→ **TASK REQUIREMENTS**
Using the listing below, copy exactly the lines from the one containing "let mut child = Command::new(program)" to the one containing "let stdout = join_drain(stdout);", both lines included, and no others.

BEGIN

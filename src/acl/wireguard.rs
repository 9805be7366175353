//! `wg` / `wg-quick` backed allow-list updates.

use super::AclUpdater;
use super::command::run_command;
use crate::error::{Result, VpnBlockError};
use std::net::IpAddr;
use std::time::Duration;

/// Runs `wg` and `wg-quick` against one interface.
#[derive(Debug, Clone)]
pub struct WireguardAcl {
    interface: String,
    wg: Vec<String>,
    wg_quick: Vec<String>,
    timeout: Duration,
}

impl WireguardAcl {
    /// Build from configured command strings.
    ///
    /// `wg_bin` and `wg_quick_bin` are split like a shell would, so they may
    /// carry their own prefix (`"sudo -n /usr/bin/wg"`). With `sudo` set,
    /// `sudo` is prepended to both.
    pub fn new(
        interface: impl Into<String>,
        wg_bin: &str,
        wg_quick_bin: &str,
        sudo: bool,
        timeout: Duration,
    ) -> Result<Self> {
        let interface = interface.into();
        if interface.is_empty() || interface.contains(char::is_whitespace) {
            return Err(VpnBlockError::UserError(format!(
                "invalid WireGuard interface name {:?}",
                interface
            )));
        }

        Ok(Self {
            interface,
            wg: command_prefix(wg_bin, sudo)?,
            wg_quick: command_prefix(wg_quick_bin, sudo)?,
            timeout,
        })
    }

    fn wg_argv(&self, args: &[&str]) -> Vec<String> {
        let mut argv = self.wg.clone();
        argv.extend(args.iter().map(|a| a.to_string()));
        argv
    }

    fn wg_quick_argv(&self, args: &[&str]) -> Vec<String> {
        let mut argv = self.wg_quick.clone();
        argv.extend(args.iter().map(|a| a.to_string()));
        argv
    }
}

fn command_prefix(configured: &str, sudo: bool) -> Result<Vec<String>> {
    let mut argv = shell_words::split(configured).map_err(|e| {
        VpnBlockError::UserError(format!(
            "failed to parse command '{}': {}\n\
             Fix: check for unmatched quotes or invalid escape sequences.",
            configured, e
        ))
    })?;

    if argv.is_empty() {
        return Err(VpnBlockError::UserError(format!(
            "command is empty after parsing: '{}'",
            configured
        )));
    }

    if sudo {
        argv.insert(0, "sudo".to_string());
    }
    Ok(argv)
}

impl AclUpdater for WireguardAcl {
    fn current_endpoint(&self, identity: &str) -> Result<Option<String>> {
        let output = run_command(
            &self.wg_argv(&["show", &self.interface, "dump"]),
            self.timeout,
        )?;

        let endpoint = parse_dump(&output.stdout, identity);
        if let Some(endpoint) = &endpoint {
            log::info!("Found WG allowedip for client {}: {}", identity, endpoint);
        }
        Ok(endpoint)
    }

    fn set_endpoint(&self, identity: &str, endpoint: IpAddr) -> Result<()> {
        let prefix = if endpoint.is_ipv4() { 32 } else { 128 };
        let allowed_ips = format!("{}/{}", endpoint, prefix);

        let set = run_command(
            &self.wg_argv(&[
                "set",
                &self.interface,
                "peer",
                identity,
                "allowed-ips",
                &allowed_ips,
            ]),
            self.timeout,
        );

        // Save even when set failed so the on-disk config matches the live state.
        let save = run_command(&self.wg_quick_argv(&["save", &self.interface]), self.timeout);

        set?;
        save?;
        Ok(())
    }
}

/// Allowed-ips of peer `key` in `wg show <if> dump` output.
///
/// Peer lines are tab separated: public key, preshared key, endpoint,
/// allowed-ips, ... The interface line (private key first) never matches a
/// peer key. Returns `None` if the peer is missing or its line is short.
pub fn parse_dump(dump: &str, key: &str) -> Option<String> {
    dump.lines()
        .map(|line| line.split_whitespace().collect::<Vec<_>>())
        .find(|cols| cols.first() == Some(&key))
        .and_then(|cols| cols.get(3).map(|c| c.to_string()))
}

#[cfg(test)]
mod tests {
    use super::*;

    const PEER_A: &str = "6cCLfSYbyPcRODrH3yNuxiaqNZ212345YpzB6LAb3nM=";
    const PEER_B: &str = "xTIBA5rboUvnH4htodjb6e697QjLERt1NAB4mZqp8Dg=";

    fn dump() -> String {
        format!(
            "cHJpdmF0ZWtleXByaXZhdGVrZXlwcml2YXRla2V5cHI=\tcHVibGlj\t51820\toff\n\
             {PEER_A}\t(none)\t198.51.100.7:40022\t10.64.1.7/32\t1700000000\t1024\t2048\toff\n\
             {PEER_B}\t(none)\t(none)\t10.64.1.8/32\t0\t0\t0\toff\n"
        )
    }

    #[test]
    fn parse_dump_finds_peer_allowed_ips() {
        assert_eq!(parse_dump(&dump(), PEER_A).as_deref(), Some("10.64.1.7/32"));
        assert_eq!(parse_dump(&dump(), PEER_B).as_deref(), Some("10.64.1.8/32"));
    }

    #[test]
    fn parse_dump_unknown_peer() {
        assert_eq!(parse_dump(&dump(), "unknown="), None);
    }

    #[test]
    fn parse_dump_short_line() {
        let dump = format!("{PEER_A}\t(none)\t(none)\n");
        assert_eq!(parse_dump(&dump, PEER_A), None);
    }

    #[test]
    fn command_prefix_splits_and_adds_sudo() {
        assert_eq!(
            command_prefix("/usr/bin/wg", false).unwrap(),
            vec!["/usr/bin/wg"]
        );
        assert_eq!(
            command_prefix("/usr/bin/wg", true).unwrap(),
            vec!["sudo", "/usr/bin/wg"]
        );
        assert_eq!(
            command_prefix("doas '/opt/wire guard/wg'", false).unwrap(),
            vec!["doas", "/opt/wire guard/wg"]
        );
    }

    #[test]
    fn command_prefix_rejects_bad_input() {
        assert!(command_prefix("", false).is_err());
        assert!(command_prefix("'unterminated", false).is_err());
    }

    #[test]
    fn new_rejects_bad_interface() {
        let err = WireguardAcl::new("", "wg", "wg-quick", false, Duration::from_secs(1));
        assert!(matches!(err, Err(VpnBlockError::UserError(_))));
    }

    #[cfg(unix)]
    mod with_fake_wg {
        use super::*;
        use serial_test::serial;
        use std::fs;
        use std::os::unix::fs::PermissionsExt;
        use std::path::Path;
        use tempfile::TempDir;

        /// Write an executable script that records its arguments in `calls`
        /// and then runs `body`.
        fn fake_tool(dir: &Path, name: &str, body: &str) -> String {
            let path = dir.join(name);
            let calls = dir.join("calls");
            fs::write(
                &path,
                format!(
                    "#!/bin/sh\necho \"{name} $*\" >> '{}'\n{body}\n",
                    calls.display()
                ),
            )
            .unwrap();
            fs::set_permissions(&path, fs::Permissions::from_mode(0o755)).unwrap();
            path.to_string_lossy().into_owned()
        }

        fn calls(dir: &Path) -> Vec<String> {
            fs::read_to_string(dir.join("calls"))
                .unwrap_or_default()
                .lines()
                .map(str::to_owned)
                .collect()
        }

        #[test]
        #[serial(spawn)]
        fn set_endpoint_sets_then_saves() {
            let temp = TempDir::new().unwrap();
            let wg = fake_tool(temp.path(), "wg", "exit 0");
            let wg_quick = fake_tool(temp.path(), "wg-quick", "exit 0");
            let acl = WireguardAcl::new("wg0", &wg, &wg_quick, false, Duration::from_secs(5))
                .unwrap();

            acl.set_endpoint(PEER_A, "127.0.0.2".parse().unwrap())
                .unwrap();

            assert_eq!(
                calls(temp.path()),
                vec![
                    format!("wg set wg0 peer {PEER_A} allowed-ips 127.0.0.2/32"),
                    "wg-quick save wg0".to_string(),
                ]
            );
        }

        #[test]
        #[serial(spawn)]
        fn set_endpoint_uses_128_for_ipv6() {
            let temp = TempDir::new().unwrap();
            let wg = fake_tool(temp.path(), "wg", "exit 0");
            let wg_quick = fake_tool(temp.path(), "wg-quick", "exit 0");
            let acl = WireguardAcl::new("wg1", &wg, &wg_quick, false, Duration::from_secs(5))
                .unwrap();

            acl.set_endpoint(PEER_A, "fd00::7".parse().unwrap()).unwrap();

            assert!(calls(temp.path())[0].ends_with("allowed-ips fd00::7/128"));
        }

        #[test]
        #[serial(spawn)]
        fn failed_set_still_saves_and_reports_set_error() {
            let temp = TempDir::new().unwrap();
            let wg = fake_tool(temp.path(), "wg", "echo 'Unable to modify interface' >&2; exit 1");
            let wg_quick = fake_tool(temp.path(), "wg-quick", "exit 0");
            let acl = WireguardAcl::new("wg0", &wg, &wg_quick, false, Duration::from_secs(5))
                .unwrap();

            let err = acl
                .set_endpoint(PEER_A, "127.0.0.2".parse().unwrap())
                .unwrap_err();

            assert!(err.to_string().contains("Unable to modify interface"));
            assert_eq!(calls(temp.path()).len(), 2);
        }

        #[test]
        #[serial(spawn)]
        fn current_endpoint_reads_dump() {
            let temp = TempDir::new().unwrap();
            let body = format!("printf '%s\\n' '{PEER_A} (none) (none) 10.64.1.7/32 0 0 0 off'");
            let wg = fake_tool(temp.path(), "wg", &body);
            let acl =
                WireguardAcl::new("wg0", &wg, "true", false, Duration::from_secs(5)).unwrap();

            assert_eq!(
                acl.current_endpoint(PEER_A).unwrap().as_deref(),
                Some("10.64.1.7/32")
            );
            assert_eq!(acl.current_endpoint(PEER_B).unwrap(), None);
            assert_eq!(calls(temp.path())[0], "wg show wg0 dump");
        }
    }
}
//! External command runner with captured output and a timeout.

use crate::error::{Result, VpnBlockError};
use std::io::Read;
use std::process::{Child, Command, Stdio};
use std::thread::{self, JoinHandle};
use std::time::{Duration, Instant};

/// Output of a command that exited successfully.
#[derive(Debug, Clone)]
pub struct CommandOutput {
    /// Standard output from the command.
    pub stdout: String,
    /// Standard error from the command (trimmed).
    pub stderr: String,
}

/// Run `argv` and wait at most `timeout` for it to finish.
///
/// # Returns
///
/// * `Ok(CommandOutput)` - On exit code 0
/// * `Err(VpnBlockError::CommandError)` - Spawn failure, non-zero exit, or
///   timeout (the child is killed)
pub fn run_command(argv: &[String], timeout: Duration) -> Result<CommandOutput> {
    let display = shell_words::join(argv);
    let (program, args) = argv
        .split_first()
        .ok_or_else(|| VpnBlockError::UserError("cannot run an empty command".to_string()))?;

    log::info!("Running command: {}", display);

    let mut child = Command::new(program)
        .args(args)
        .stdin(Stdio::null())
        .stdout(Stdio::piped())
        .stderr(Stdio::piped())
        .spawn()
        .map_err(|e| VpnBlockError::CommandError(format!("failed to execute {}: {}", display, e)))?;

    // Drain both pipes while waiting so a chatty child cannot block on a full pipe.
    let stdout = drain(child.stdout.take());
    let stderr = drain(child.stderr.take());

    let Some(status) = wait_with_timeout(&mut child, timeout, &display)? else {
        // A grandchild (sudo, a shell wrapper) can outlive the kill and keep
        // the pipes open. The readers are left detached instead of joined.
        drop(stdout);
        drop(stderr);
        return Err(VpnBlockError::CommandError(format!(
            "{} timed out after {}s",
            display,
            timeout.as_secs_f64()
        )));
    };

    let stdout = join_drain(stdout);
    let stderr = join_drain(stderr).trim().to_string();

    if status.success() {
        Ok(CommandOutput { stdout, stderr })
    } else {
        let exit_code = status.code().unwrap_or(-1);
        Err(VpnBlockError::CommandError(format!(
            "{} failed (exit code {}): {}",
            display, exit_code, stderr
        )))
    }
}

fn drain<R: Read + Send + 'static>(pipe: Option<R>) -> Option<JoinHandle<String>> {
    pipe.map(|mut pipe| {
        thread::spawn(move || {
            let mut buf = Vec::new();
            let _ = pipe.read_to_end(&mut buf);
            String::from_utf8_lossy(&buf).into_owned()
        })
    })
}

fn join_drain(handle: Option<JoinHandle<String>>) -> String {
    handle
        .and_then(|h| h.join().ok())
        .unwrap_or_default()
}

/// Wait for a child process with timeout.
///
/// Returns `None` if the process was killed because it ran too long.
fn wait_with_timeout(
    child: &mut Child,
    timeout: Duration,
    display: &str,
) -> Result<Option<std::process::ExitStatus>> {
    let start = Instant::now();
    let poll_interval = Duration::from_millis(20);

    loop {
        match child.try_wait() {
            Ok(Some(status)) => return Ok(Some(status)),
            Ok(None) => {
                if start.elapsed() >= timeout {
                    // On Unix this is SIGKILL; on Windows it is TerminateProcess.
                    let _ = child.kill();
                    let _ = child.wait();
                    return Ok(None);
                }
                thread::sleep(poll_interval);
            }
            Err(e) => {
                return Err(VpnBlockError::CommandError(format!(
                    "failed to check status of {}: {}",
                    display, e
                )));
            }
        }
    }
}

END

→ **REPLY TO THE TASK**
    let mut child = Command::new(program)
        .args(args)
        .stdin(Stdio::null())
        .stdout(Stdio::piped())
        .stderr(Stdio::piped())
        .spawn()
        .map_err(|e| VpnBlockError::CommandError(format!("failed to execute {}: {}", display, e)))?;

    // Drain both pipes while waiting so a chatty child cannot block on a full pipe.
    let stdout = drain(child.stdout.take());
    let stderr = drain(child.stderr.take());

    let Some(status) = wait_with_timeout(&mut child, timeout, &display)? else {
        // A grandchild (sudo, a shell wrapper) can outlive the kill and keep
        // the pipes open. The readers are left detached instead of joined.
        drop(stdout);
        drop(stderr);
        return Err(VpnBlockError::CommandError(format!(
            "{} timed out after {}s",
            display,
            timeout.as_secs_f64()
        )));
    };

    let stdout = join_drain(stdout);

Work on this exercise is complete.